La politica viene usata solo per interessi personali: alla fine, poi, la corruzione vince sempre. Non dà spazi veri per chi ha dei valori, ma solo per chi vuole entrare a far parte di una associazione a delinquere. «Uno come me, arrivato dove sono arrivato io, un parlamentare della repubblica italiana, se ne fotte della magistratura», può dire il gran tessitore della corruzione, interpretato da un Favino perfetto per la freddezza. Che pretende da Berlusconi un posto bloccato in lista, in modo da evitare la galera. Con tutto questo senso civico, non è un caso che, per sacrificarsi per il bene pubblico, abbia scelto Forza Italia. Doppia faccia e degrado, morale e politico, sono ben affrescati, dietro il paravento di propaganda e retorica (ben simboleggiata dal nome della fondazione politica “Risorgi Roma”, dietro cui si celano affarismi delinquenziali assai ben curati). Favino bacia i figli a letto, mentre lascia sparire la prostituta minorenne, morta fra le sue braccia per overdose. Peraltro la droga è un ingrediente irrinunciabile di questi ambienti altolocati, dove scorre a fiumi. 

Stupenda la sceneggiatura, basata sul romanzo di Bonini e De Cataldo, ma anche sull’inquadramento storico (nel decisivo 2011) di Rulli e Pretaglia: colpi di scena, ritmo, collegamenti arditi e sorprendenti arricchiscono un film che dura più di due ore, ma non annoia mai. Ben descritti sono fenomeni criminali pervasivi come l’usura e la speculazione edilizia, specialità di camorra e altri («le famiglie del sud hanno tanto da investire», dice Sandokan, il papa dei mafiosi romani, interpretato da Amendola, straordinario nella sua flemma, vero artefice dei delicati equilibri della criminalità: la quale, grazie al crimine imperversante e impunito, ha molta più liquidità della concorrenza onesta, che può così agevolmente strozzare. Un contesto che almneo dal 2009 era stato già ben mostrato come reale, dalle inchieste sulla “terra di mezzo”, in cui furono coinvolti Buzzi, Carminati, il centrodestra: l’ennesimo pezzo di storia prontamente dimenticato dall’elettorato italiano, che da poco ha rimesso il governo in mano alla stessa congrega di malfattori dipinta anche in questo film. Ma, di certo, il centrosinistra tradizionale non è alieno da queste pratiche marce: «Se ci saranno nuove elezioni, cercheremo un nuovo politico, magari dall’altra parte», ricorda il navigato Sandokan.

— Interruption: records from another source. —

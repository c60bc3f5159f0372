//! Error types for task-local variables.

use thiserror::Error;

use crate::identity::IdentitySource;

/// Boxed error produced by a default factory.
pub type BoxError = Box<dyn std::error::Error + Send + Sync>;

pub type Result<T, E = Error> = std::result::Result<T, E>;

/// Errors surfaced by task-local variables and their configuration.
#[derive(Debug, Error)]
pub enum Error {
	/// A variable's default factory failed. Nothing was cached; the next read retries.
	#[error("default value for `{var}` could not be produced: {source}")]
	DefaultFactory {
		/// Name of the variable whose default was requested.
		var: &'static str,
		/// The factory's own error.
		#[source]
		source: BoxError,
	},

	/// The configured identity source cannot distinguish tasks on this platform.
	#[error("task identity source `{identity}` is not usable on this platform")]
	IdentityUnavailable {
		/// The source that failed its startup check.
		identity: IdentitySource,
	},

	/// An identity source name could not be parsed.
	#[error("unknown task identity source: {0} (expected 'runtime', 'thread' or 'stack')")]
	UnknownIdentitySource(String),
}
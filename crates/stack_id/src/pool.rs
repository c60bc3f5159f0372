use std::sync::atomic::{AtomicU64, Ordering};

use parking_lot::Mutex;

use crate::chain::with_id;

/// Source of stack identifiers with reuse.
///
/// Released identifiers are handed out again last-in first-out. Only when the
/// free list is empty does the pool mint a new value from its counter, so the
/// id space stays as small as the peak number of simultaneous holders. Ids that
/// are never released are never reclaimed.
#[derive(Debug)]
pub struct IdPool {
	free: Mutex<Vec<u64>>,
	next: AtomicU64,
}

impl Default for IdPool {
	fn default() -> Self {
		Self::new()
	}
}

impl IdPool {
	/// Creates an empty pool whose first minted id is 1.
	pub const fn new() -> Self {
		Self {
			free: Mutex::new(Vec::new()),
			next: AtomicU64::new(0),
		}
	}

	/// Takes an id, preferring the most recently released one.
	pub fn acquire(&self) -> u64 {
		if let Some(id) = self.free.lock().pop() {
			tracing::trace!(id, reused = true, "stack_id.acquire");
			return id;
		}
		let id = self.next.fetch_add(1, Ordering::AcqRel).wrapping_add(1);
		tracing::trace!(id, reused = false, "stack_id.acquire");
		id
	}

	/// Returns `id` to the pool.
	///
	/// Releasing an id that is still in use elsewhere hands out duplicates.
	pub fn release(&self, id: u64) {
		self.free.lock().push(id);
	}

	/// Takes an id that is released when the lease drops.
	pub fn lease(&self) -> IdLease<'_> {
		IdLease { pool: self, id: self.acquire() }
	}

	/// Number of released ids waiting for reuse.
	pub fn idle(&self) -> usize {
		self.free.lock().len()
	}

	/// Number of ids minted by the counter so far.
	pub fn minted(&self) -> u64 {
		self.next.load(Ordering::Acquire)
	}
}

/// An id borrowed from an [`IdPool`].
#[derive(Debug)]
pub struct IdLease<'a> {
	pool: &'a IdPool,
	id: u64,
}

impl IdLease<'_> {
	pub const fn id(&self) -> u64 {
		self.id
	}
}

impl Drop for IdLease<'_> {
	fn drop(&mut self) {
		self.pool.release(self.id);
	}
}

static POOL: IdPool = IdPool::new();

/// Process-wide pool used for task identities.
pub fn pool() -> &'static IdPool {
	&POOL
}

/// Runs `f` under a freshly leased id from [`pool`], encoded on the stack.
pub fn with_fresh_id<R>(f: impl FnOnce(u64) -> R) -> R {
	let lease = pool().lease();
	let id = lease.id();
	with_id(id, || f(id))
}

#[cfg(test)]
mod tests {
	use super::*;

	#[test]
	fn mints_from_one() {
		let pool = IdPool::new();
		assert_eq!(pool.acquire(), 1);
		assert_eq!(pool.acquire(), 2);
		assert_eq!(pool.minted(), 2);
	}

	#[test]
	fn reuses_last_released_first() {
		let pool = IdPool::new();
		let a = pool.acquire();
		let b = pool.acquire();
		pool.release(a);
		pool.release(b);
		assert_eq!(pool.idle(), 2);
		assert_eq!(pool.acquire(), b);
		assert_eq!(pool.acquire(), a);
		assert_eq!(pool.acquire(), 3);
	}

	#[test]
	fn lease_returns_id_on_drop() {
		let pool = IdPool::new();
		let id = {
			let lease = pool.lease();
			assert_eq!(pool.idle(), 0);
			lease.id()
		};
		assert_eq!(pool.idle(), 1);
		assert_eq!(pool.lease().id(), id);
		assert_eq!(pool.minted(), 1);
	}

	#[test]
	fn lease_is_released_on_unwind() {
		let pool = IdPool::new();
		let result = std::panic::catch_unwind(std::panic::AssertUnwindSafe(|| {
			let _lease = pool.lease();
			panic!("boom");
		}));
		assert!(result.is_err());
		assert_eq!(pool.idle(), 1);
	}
}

La sceneggiatura mostra anche tantissimi altri pregi: la passionalità, l'immediatezza  e la semplicità dei romani; la grinta dei mafiosi; il lato umano dei criminali stessi, colti nei loro rapporti affettivi, autentici quando anche bestiali; il senso incoercibile della vendetta.

Memorabili tecnicamente tante scene d’azione: la sparatoria al centro commerciale; la guida criminale per l’ansia dopo gli omicidi; la camera mossa nell’irruzione in casa del politico; il rottweiler che mangia il padrone…

La fotografia è splendida, così come il montaggio, con le sue scene agghiaccianti improvvise.  

Ma il film è impreziosito particolarmente da una colonna sonora stupenda, ipnotica, di Catalano.

Ragguardevoli le interpretazioni: oltre a quella già citate, grande come sempre Germano, ma pure il giovane delinquente in ascesa Borghi, nonché gli zingari Ferrara e soprattutto Dionisi, e le ragazze Scarano e Gorietti, nelle non facili parti di due squilibrate, che per farsi mantenere danno prova di grande intraprendenza.